— TASK —
Repeat the line that contains "id: String, message: String" exactly, along with each following line up to and including the last line of the entries.

(Saved entries)

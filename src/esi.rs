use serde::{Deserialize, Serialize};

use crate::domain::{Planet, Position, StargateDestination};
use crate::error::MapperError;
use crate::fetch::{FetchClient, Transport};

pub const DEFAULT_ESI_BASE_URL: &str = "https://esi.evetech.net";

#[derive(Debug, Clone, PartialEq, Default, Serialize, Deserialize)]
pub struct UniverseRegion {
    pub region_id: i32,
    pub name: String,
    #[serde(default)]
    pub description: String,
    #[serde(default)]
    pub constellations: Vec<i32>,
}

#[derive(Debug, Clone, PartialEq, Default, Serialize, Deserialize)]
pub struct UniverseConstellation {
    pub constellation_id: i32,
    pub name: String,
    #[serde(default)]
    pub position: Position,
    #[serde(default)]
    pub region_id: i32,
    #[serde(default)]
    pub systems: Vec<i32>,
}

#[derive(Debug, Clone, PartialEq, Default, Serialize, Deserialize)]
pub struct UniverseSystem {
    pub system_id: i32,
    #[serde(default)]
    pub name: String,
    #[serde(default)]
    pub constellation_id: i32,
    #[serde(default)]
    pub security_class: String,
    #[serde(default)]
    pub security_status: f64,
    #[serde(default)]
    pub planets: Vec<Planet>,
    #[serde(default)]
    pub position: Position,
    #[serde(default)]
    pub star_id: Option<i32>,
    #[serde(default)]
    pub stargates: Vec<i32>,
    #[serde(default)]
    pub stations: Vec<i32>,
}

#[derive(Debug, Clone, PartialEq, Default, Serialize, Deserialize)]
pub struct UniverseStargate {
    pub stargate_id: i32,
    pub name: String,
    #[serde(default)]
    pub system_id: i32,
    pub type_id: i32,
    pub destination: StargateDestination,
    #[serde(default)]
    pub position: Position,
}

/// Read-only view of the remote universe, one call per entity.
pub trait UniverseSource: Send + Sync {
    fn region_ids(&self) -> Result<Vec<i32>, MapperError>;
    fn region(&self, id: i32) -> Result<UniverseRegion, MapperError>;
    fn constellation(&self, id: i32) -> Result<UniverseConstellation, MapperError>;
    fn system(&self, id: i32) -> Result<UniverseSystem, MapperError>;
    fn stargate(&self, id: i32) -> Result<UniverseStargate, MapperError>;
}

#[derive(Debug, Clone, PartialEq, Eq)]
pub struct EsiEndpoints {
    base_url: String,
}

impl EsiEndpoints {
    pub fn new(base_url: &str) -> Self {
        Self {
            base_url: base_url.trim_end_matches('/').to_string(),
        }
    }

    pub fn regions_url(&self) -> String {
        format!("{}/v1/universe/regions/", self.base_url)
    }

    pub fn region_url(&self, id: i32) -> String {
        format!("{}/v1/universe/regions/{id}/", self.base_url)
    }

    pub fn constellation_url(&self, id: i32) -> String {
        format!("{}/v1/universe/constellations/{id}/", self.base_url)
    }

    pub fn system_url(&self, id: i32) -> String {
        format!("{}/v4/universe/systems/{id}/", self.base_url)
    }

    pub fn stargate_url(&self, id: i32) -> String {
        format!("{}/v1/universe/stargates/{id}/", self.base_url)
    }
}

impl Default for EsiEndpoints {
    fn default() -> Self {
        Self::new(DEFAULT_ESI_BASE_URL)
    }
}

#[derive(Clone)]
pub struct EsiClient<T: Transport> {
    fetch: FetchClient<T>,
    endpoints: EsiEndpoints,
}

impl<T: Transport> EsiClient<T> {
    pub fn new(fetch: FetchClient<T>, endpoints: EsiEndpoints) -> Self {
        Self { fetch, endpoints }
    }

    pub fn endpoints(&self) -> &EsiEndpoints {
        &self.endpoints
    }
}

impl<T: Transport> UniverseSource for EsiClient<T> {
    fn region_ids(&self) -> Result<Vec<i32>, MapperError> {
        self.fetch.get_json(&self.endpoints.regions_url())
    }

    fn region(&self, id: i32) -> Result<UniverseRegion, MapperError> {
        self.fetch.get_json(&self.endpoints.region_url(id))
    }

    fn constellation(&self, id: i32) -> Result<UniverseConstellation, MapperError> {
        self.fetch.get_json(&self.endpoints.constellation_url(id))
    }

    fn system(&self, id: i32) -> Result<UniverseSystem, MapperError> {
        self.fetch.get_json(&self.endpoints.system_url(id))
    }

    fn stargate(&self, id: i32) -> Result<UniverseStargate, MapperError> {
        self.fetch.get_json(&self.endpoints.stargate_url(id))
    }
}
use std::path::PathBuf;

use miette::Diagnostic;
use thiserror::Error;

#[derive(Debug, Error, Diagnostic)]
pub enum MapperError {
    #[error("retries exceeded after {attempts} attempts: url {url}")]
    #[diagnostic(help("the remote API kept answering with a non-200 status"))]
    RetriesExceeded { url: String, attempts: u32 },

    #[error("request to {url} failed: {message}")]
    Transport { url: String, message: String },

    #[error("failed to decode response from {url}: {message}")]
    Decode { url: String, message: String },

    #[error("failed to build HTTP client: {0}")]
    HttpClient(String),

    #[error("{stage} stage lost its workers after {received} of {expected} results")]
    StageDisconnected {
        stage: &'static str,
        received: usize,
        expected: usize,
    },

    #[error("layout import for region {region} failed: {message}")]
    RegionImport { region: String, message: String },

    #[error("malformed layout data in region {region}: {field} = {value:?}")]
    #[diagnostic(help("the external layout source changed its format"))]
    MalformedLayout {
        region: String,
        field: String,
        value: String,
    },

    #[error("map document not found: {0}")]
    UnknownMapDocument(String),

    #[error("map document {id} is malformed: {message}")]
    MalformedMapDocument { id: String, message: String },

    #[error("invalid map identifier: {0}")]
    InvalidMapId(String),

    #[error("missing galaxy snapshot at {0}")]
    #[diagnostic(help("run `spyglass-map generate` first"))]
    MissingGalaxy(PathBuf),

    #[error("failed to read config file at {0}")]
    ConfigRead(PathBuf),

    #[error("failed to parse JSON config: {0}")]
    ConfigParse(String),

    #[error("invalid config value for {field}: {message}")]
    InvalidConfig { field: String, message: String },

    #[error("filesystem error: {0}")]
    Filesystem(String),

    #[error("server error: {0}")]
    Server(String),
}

— RESULT —
    MalformedMapDocument { id: String, message: String },

    #[error("invalid map identifier: {0}")]
    InvalidMapId(String),

    #[error("missing galaxy snapshot at {0}")]
    #[diagnostic(help("run `spyglass-map generate` first"))]
    MissingGalaxy(PathBuf),

    #[error("failed to read config file at {0}")]
    ConfigRead(PathBuf),

    #[error("failed to parse JSON config: {0}")]
    ConfigParse(String),

    #[error("invalid config value for {field}: {message}")]
    InvalidConfig { field: String, message: String },

    #[error("filesystem error: {0}")]
    Filesystem(String),

    #[error("server error: {0}")]
    Server(String),
}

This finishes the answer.